La democracia intolerante

¿cómo llegamos a esto? En unos cuantos meses, el que Donald Trump alcance la Presidencia de Estados Unidos ha pasado de ser una especulación ridícula a una posibilidad terrorífica. ¿Cómo un hombre con tan poca experiencia política y un desprecio tan evidente por los hechos podría acercarse tanto a ocupar la Casa Blanca?

Andrew Sullivan argumentó hace poco que cabe culpar del ascenso de Trump a un “exceso de democracia”, pues el antiintelectualismo de la extrema derecha y el antielitismo de la extrema izquierda han empujado a los costados al “establishment” político, y la Internet ha servido de amplificador de la influencia de los enfadados y los ignorantes. Ya no importan la sustancia ni la ideología, sino la disposición a dar voz a las quejas más desagradables de la gente, habilidad en la que Trump destaca. Michael Lind argumenta que el verdadero culpable es “la falta de democracia”, señalando que a Trump le ha ido mejor entre los votantes que creen que “la gente como yo no tiene paño que cortar”. Y existe una razón por la que cada vez más votantes se sienten así. Hoy los tecnócratas toman algunas de las decisiones políticas más importantes. Incluso en áreas donde todavía los representantes electos toman decisiones, raramente reflejan las preferencias de los ciudadanos. La creciente crisis de la democracia liberal ha reforzado a los populistas de extrema derecha en toda Europa. En las últimas décadas, a medida que se han estancado los estándares de vida de los ciudadanos comunes y corrientes, ha aumentado la rabia contra la institucionalidad política. Como resultado, la democracia liberal se está bifurcando, dando origen a dos nuevas formas: la “democracia intolerante” o democracia sin derechos, y el “liberalismo no democrático”, o derechos sin democracia.

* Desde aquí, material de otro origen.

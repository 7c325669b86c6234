// Public API - what other modules can use
pub use handlers::{create_season, get_statistics, list_seasons};

mod handlers;
pub mod models;
pub mod repository;
pub mod service;
pub mod types;
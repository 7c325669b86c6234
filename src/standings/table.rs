use std::collections::hash_map::Entry;
use std::collections::HashMap;

use super::{models::StandingRow, StandingsError};
use crate::result::models::MatchResult;

/// Builds the league table for a season's results
///
/// Rows are keyed by manager name. The table is ordered by points, then
/// goal difference, then goals scored, then manager name.
pub fn compute_standings(results: &[MatchResult]) -> Result<Vec<StandingRow>, StandingsError> {
    let mut table: HashMap<String, StandingRow> = HashMap::new();

    for (index, result) in results.iter().enumerate() {
        let (home_goals, away_goals) = final_score(result, index)?;

        let home = StandingRow::from_fixture(&result.home_manager_name, home_goals, away_goals);
        let away = StandingRow::from_fixture(&result.away_manager_name, away_goals, home_goals);

        for row in [home, away] {
            match table.entry(row.manager.clone()) {
                Entry::Occupied(mut existing) => existing.get_mut().absorb(row),
                Entry::Vacant(slot) => {
                    slot.insert(row);
                }
            }
        }
    }

    let mut standing: Vec<StandingRow> = table.into_values().collect();
    standing.sort_by(|a, b| {
        b.points
            .cmp(&a.points)
            .then_with(|| b.goal_difference.cmp(&a.goal_difference))
            .then_with(|| b.goals_for.cmp(&a.goals_for))
            .then_with(|| a.manager.cmp(&b.manager))
    });

    Ok(standing)
}

fn final_score(result: &MatchResult, index: usize) -> Result<(u32, u32), StandingsError> {
    match result.score.as_slice() {
        [home, away] => Ok((*home, *away)),
        other => Err(StandingsError::MalformedResult {
            index,
            len: other.len(),
        }),
    }
}
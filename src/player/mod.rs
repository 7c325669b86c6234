// Public API - what other modules can use
pub use handlers::{clean_cache, random_player, search_players, top_players};

// Internal modules
pub mod cache;
mod handlers;
pub mod models;
pub mod repository;
pub mod service;
pub mod types;
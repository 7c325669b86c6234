use std::sync::Arc;
use tracing::{info, instrument, warn};

use super::{
    models::Manager,
    repository::ManagerRepository,
    types::{ManagePlayerRequest, ManagePointRequest, ManagerCreateRequest, PointAction, RosterAction},
};
use crate::player::repository::PlayerRepository;
use crate::shared::AppError;

/// Loads a manager or fails with NotFound
pub async fn require_manager(
    repository: &(dyn ManagerRepository + Send + Sync),
    manager_id: &str,
) -> Result<Manager, AppError> {
    repository
        .get_manager(manager_id)
        .await?
        .ok_or_else(|| AppError::NotFound(format!("Get manager error: {} not found", manager_id)))
}

/// Service for manager accounts, rosters and point balances
pub struct ManagerService {
    repository: Arc<dyn ManagerRepository + Send + Sync>,
    players: Arc<dyn PlayerRepository + Send + Sync>,
}

impl ManagerService {
    pub fn new(
        repository: Arc<dyn ManagerRepository + Send + Sync>,
        players: Arc<dyn PlayerRepository + Send + Sync>,
    ) -> Self {
        Self {
            repository,
            players,
        }
    }

    #[instrument(skip(self))]
    pub async fn create_manager(&self, request: ManagerCreateRequest) -> Result<Manager, AppError> {
        let name = request.name.trim();
        if name.is_empty() {
            return Err(AppError::BadRequest("Manager name is required".to_string()));
        }

        let manager = Manager::new(name.to_string());
        self.repository.create_manager(&manager).await?;

        info!(manager_id = %manager.id, name = %manager.name, "Manager created");
        Ok(manager)
    }

    pub async fn list_managers(&self) -> Result<Vec<Manager>, AppError> {
        self.repository.list_managers().await
    }

    /// Adds a catalog player to the roster or removes one from it
    #[instrument(skip(self))]
    pub async fn manage_players(&self, request: ManagePlayerRequest) -> Result<Manager, AppError> {
        let mut manager = require_manager(self.repository.as_ref(), &request.manager).await?;

        match RosterAction::from(request.action) {
            RosterAction::Remove => {
                if !manager.remove_player(&request.player) {
                    warn!(player_id = %request.player, "Player was not in the roster");
                }
            }
            RosterAction::Add => {
                let player = self
                    .players
                    .get_player(&request.player)
                    .await?
                    .ok_or_else(|| {
                        AppError::NotFound(format!("Get player error: {} not found", request.player))
                    })?;

                if !manager.add_player(player) {
                    warn!(player_id = %request.player, "Player already in the roster");
                }
            }
        }

        self.repository.update_manager(&manager).await?;
        info!(
            manager_id = %manager.id,
            roster_size = manager.players.len(),
            "Roster updated"
        );
        Ok(manager)
    }

    /// Spends or credits points on a manager's balance
    #[instrument(skip(self))]
    pub async fn manage_points(&self, request: ManagePointRequest) -> Result<Manager, AppError> {
        let mut manager = require_manager(self.repository.as_ref(), &request.manager).await?;

        match PointAction::from(request.action) {
            PointAction::Spend => {
                if !manager.spend(request.point) {
                    warn!(
                        manager_id = %manager.id,
                        balance = manager.points,
                        requested = request.point,
                        "Insufficient balance"
                    );
                    return Err(AppError::BadRequest(
                        "check your balance to process".to_string(),
                    ));
                }
            }
            PointAction::Credit => manager.credit(request.point),
        }

        self.repository.update_manager(&manager).await?;
        info!(manager_id = %manager.id, balance = manager.points, "Balance updated");
        Ok(manager)
    }
}
// Public API - what other modules can use
pub use handlers::record_result;

mod handlers;
pub mod models;
pub mod repository;
pub mod service;
pub mod types;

Las presiones de la globalización han atenuado las diferencias ideológicas entre los partidos de centroizquierda y centroderecha, y los ciudadanos de ambos lados del Atlántico sienten que ya no son los dueños de su destino político. Viven en un régimen liberal pero no democrático, un sistema que respeta la mayor parte de sus derechos pero hace caso omiso, una y otra vez, de sus preferencias políticas. Los votantes, sintiéndose abandonados por un sistema político que no les da respuesta, se dirigen en masa a los populistas que dicen encarnar la verdadera voz del pueblo. Como Trump, prometen hacer a un lado los obstáculos institucionales que se interponen a la voluntad colectiva, pero su retórica envenenada debería dejar pocas dudas sobre sus verdaderas metas: restringir los derechos individuales, en especial los de los colectivos. Todavía queda alguna esperanza de poder evitar la desintegración de nuestros sistemas políticos en una democracia intolerante o un liberalismo no democrático. Tal vez la principal prioridad de corto plazo sea poner en práctica políticas económicas que apunten a elevar los estándares de vida de los ciudadanos comunes y corrientes, suavizando con ello la rabia generalizada hacia el sistema político. También sería sensato probar nuevas formas de participación política.